При чтении она молча шевелила тонкими накрашенными губами.
— Это что-то невероятное, — шепнула пораженная Баронесса и возвратила профессору статью, затем дружески положила ему руку на плечо и сочувственно произнесла, избегая смотреть ему в лицо. — Я не знала об этом, понимаете?.. А что поделывают остальные соседи? Мои ребятки? — Вдруг она изменила тему разговора. — А Штефанские уже в Канаде? А Капитан?.. Ну вот, вы опять измазались! Разве можно вас оставить без присмотра! — Она ногтем начала соскребать засохшее пятно на лацкане его пиджака.
Она торопила его; он семенил возле мелкими шажками, еле поспевая за ней. Старик действительно так сдал, что пиджак болтался на его исхудавшем теле. К тому же его мучила астма, и он вынужден был часто останавливаться, чтобы передохнуть. Баронесса растроганно одаривала встречных улыбками, но никто не отвечал ей.
Перед бараком, где они когда-то жили, он вдруг остановился.
— В одиннадцатой комнате никто, кроме меня, не живет.
До нее не дошел смысл сказанного, и она почти насильно втащила старика внутрь. Когда они вошли в комнату, серая тень мыши шарахнулась и исчезла под нарами. Перед Баронессой открылась унылая картина: шесть почерневших нар, одиннадцать пустых, ничем не прикрытых сенников; кто-то уже унес половину подголовников. На полу обрывки старых газет, засохшая грязь в углу, окно затянуто паутиной, на столе деревянная солонка, с потолка свисал знакомый зеленый шнур с патроном, но без лампочки.

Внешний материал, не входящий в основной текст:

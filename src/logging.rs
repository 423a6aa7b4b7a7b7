// src/logging.rs

use crate::config::Settings;
use chrono::Utc;
use chrono_tz::Tz;
use tracing_subscriber::{
    fmt::{self, format::Writer, time::FormatTime},
    EnvFilter,
};

/// Renders event timestamps in a fixed zone instead of the host's.
#[derive(Clone, Copy, Debug)]
pub struct ZonedTimer(pub Tz);

impl FormatTime for ZonedTimer {
    fn format_time(&self, w: &mut Writer<'_>) -> std::fmt::Result {
        let now = Utc::now().with_timezone(&self.0);
        write!(w, "{}", now.format("%Y-%m-%d %H:%M:%S%.3f %Z"))
    }
}

fn default_directive(settings: &Settings) -> &'static str {
    if settings.verbose {
        "debug"
    } else {
        "info"
    }
}

/// Install the global subscriber. `RUST_LOG` overrides the `--verbose` level.
pub fn init(settings: &Settings) {
    let env = EnvFilter::try_from_default_env()
        .unwrap_or_else(|_| EnvFilter::new(default_directive(settings)));
    fmt::Subscriber::builder()
        .with_env_filter(env)
        .with_timer(ZonedTimer(settings.timezone))
        .init();
}

/// Test-only subscriber writing through the libtest capture.
#[cfg(test)]
pub(crate) fn init_test_logging() {
    let subscriber = fmt::Subscriber::builder()
        .with_env_filter(
            EnvFilter::try_from_default_env()
                .unwrap_or_else(|_| EnvFilter::new("info,finscraper=debug")),
        )
        .with_test_writer()
        .finish();
    let _ = tracing::subscriber::set_global_default(subscriber);
}

#[cfg(test)]
mod tests {
    use super::*;

    #[test]
    fn test_verbose_selects_debug() {
        let mut s = Settings::default();
        assert_eq!(default_directive(&s), "info");
        s.verbose = true;
        assert_eq!(default_directive(&s), "debug");
    }

    #[test]
    fn test_timer_writes_zone_abbreviation() {
        let mut buf = String::new();
        ZonedTimer(chrono_tz::US::Pacific)
            .format_time(&mut Writer::new(&mut buf))
            .unwrap();
        assert!(buf.ends_with("PST") || buf.ends_with("PDT"), "{buf}");
    }
}
mod cli;

use anyhow::Result;
use clap::Parser;
use cli::{Cli, Commands};
use finscraper::{
    config::{Settings, SourceConfig},
    extract,
    fetch::{self, HttpSource},
    join, logging, merge, prep, tickers,
};
use std::time::{Duration, Instant};
use tracing::info;

fn main() -> Result<()> {
    let cli = Cli::parse();

    // ─── 1) settings & logging ───────────────────────────────────────
    let common = cli.command.common();
    let settings = Settings::new(&common.timezone, common.overwrite, common.verbose)?;
    logging::init(&settings);
    info!(?settings, "startup");

    let ticker_list = tickers::load(&common.ticker_file)?;
    let start = Instant::now();

    // ─── 2) run the stage ────────────────────────────────────────────
    match &cli.command {
        Commands::Download {
            output_dir,
            source_url,
            timeout_secs,
            ..
        } => {
            let source = HttpSource::new(&SourceConfig {
                base_url: source_url.clone(),
                timeout: Duration::from_secs(*timeout_secs),
                ..SourceConfig::default()
            })?;
            fetch::run(&source, &ticker_list, output_dir, &settings)?;
        }
        Commands::Extract { dirs, .. } => {
            extract::run(&ticker_list, &dirs.input_dir, &dirs.output_dir, &settings)?;
        }
        Commands::Merge { dirs, .. } => {
            merge::run(&ticker_list, &dirs.input_dir, &dirs.output_dir, &settings)?;
        }
        Commands::Prep {
            dirs,
            bad_ticker_file,
            ..
        } => {
            prep::run(
                &ticker_list,
                &dirs.input_dir,
                &dirs.output_dir,
                bad_ticker_file.as_deref(),
                &settings,
            )?;
        }
        Commands::Join {
            dirs,
            price_dir,
            bad_ticker_file,
            ..
        } => {
            join::run(
                &ticker_list,
                &dirs.input_dir,
                price_dir,
                &dirs.output_dir,
                bad_ticker_file.as_deref(),
                &settings,
            )?;
        }
    }

    info!(elapsed = ?start.elapsed(), "all done");
    Ok(())
}
// src/fetch/page.rs
//
// Reading the first page of a ticker: is there data, and how many periods
// does the source hold for it.

use crate::error::FormatError;
use once_cell::sync::Lazy;
use regex::Regex;
use scraper::{Html, Selector};

pub const NO_DATA: &str = "No financial data available from this page.";

static SELECT: Lazy<Selector> =
    Lazy::new(|| Selector::parse(r#"select[name="istart_date"]"#).expect("select selector"));
static OPTION: Lazy<Selector> = Lazy::new(|| Selector::parse("option").expect("option selector"));
static PERIOD_TEXT: Lazy<Regex> = Lazy::new(|| Regex::new(r"^\s*\d{4}/\d{2}\s*$").unwrap());

/// What the first page says about a ticker.
#[derive(Debug, PartialEq, Eq)]
pub enum PageInfo {
    /// The source explicitly has nothing for this ticker.
    NoData,
    /// No period selector on the page (unexpected markup).
    NoSelector,
    /// Number of periods on offer; page starts run `0, 5, ..` below it.
    Periods(u32),
}

/// Inspect a first page. Selector options must be numbered `0..N-1`; any
/// other numbering means the page layout changed and is fatal.
pub fn inspect(html: &str) -> Result<PageInfo, FormatError> {
    if html.contains(NO_DATA) {
        return Ok(PageInfo::NoData);
    }

    let doc = Html::parse_document(html);
    let select = match doc.select(&SELECT).next() {
        Some(s) => s,
        None => return Ok(PageInfo::NoSelector),
    };

    let mut values: Vec<u32> = select
        .select(&OPTION)
        .filter(|opt| PERIOD_TEXT.is_match(&opt.text().collect::<String>()))
        .filter_map(|opt| opt.value().attr("value"))
        .filter_map(|v| v.trim().parse().ok())
        .collect();
    values.sort_unstable();

    if values.is_empty() {
        return Err(FormatError::NoOptions);
    }
    if values.iter().enumerate().any(|(i, &v)| v as usize != i) {
        return Err(FormatError::NonContiguousOptions(values));
    }
    Ok(PageInfo::Periods(values.len() as u32))
}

— Где же все? Куда переехали?
— Капитан будто бы нашел место водопроводчика…
— А Вацлав, студент? У меня для него есть чудесное место домашнего учителя у господина Таугвица. Фриц такой добряк, он обязательно за него поручится и добьется, чтобы его приняли в университет.
Профессор выпрямился.
— Вацлав месяц тому назад застрелился.
Баронесса испуганно вытаращила глаза. Она попятилась и подняла обе руки.
— Это неправда! — вскричала она. — Ну, знаете, такие шутки неуместны!
Лицо Маркуса по-прежнему оставалось бледным, неподвижным.
— Нет, нет, нет, нет, — в ужасе лепетала женщина и пятилась назад мелкими шажками.
Растопырив пальцы и вытянув руки, она все еще взмахивала рукой, словно отгоняя от себя какой-то страшный призрак. В конце концов она наткнулась на нары, но не заметила этого.
— Не может быть. Ведь у меня для него есть место, я за ним приехала за сто пятьдесят километров. Через полгода он будет изучать медицину, так сказал Фриц…
Профессор глубоко втянул в себя воздух, его напряжение ослабло, он снова сгорбился.
Баронесса присела на нары, ее морщинистое лицо стало влажным, тонкие пальцы беспрерывно щелкали замком сумочки, лежавшей на коленях. Из глаз тихо катились слезы.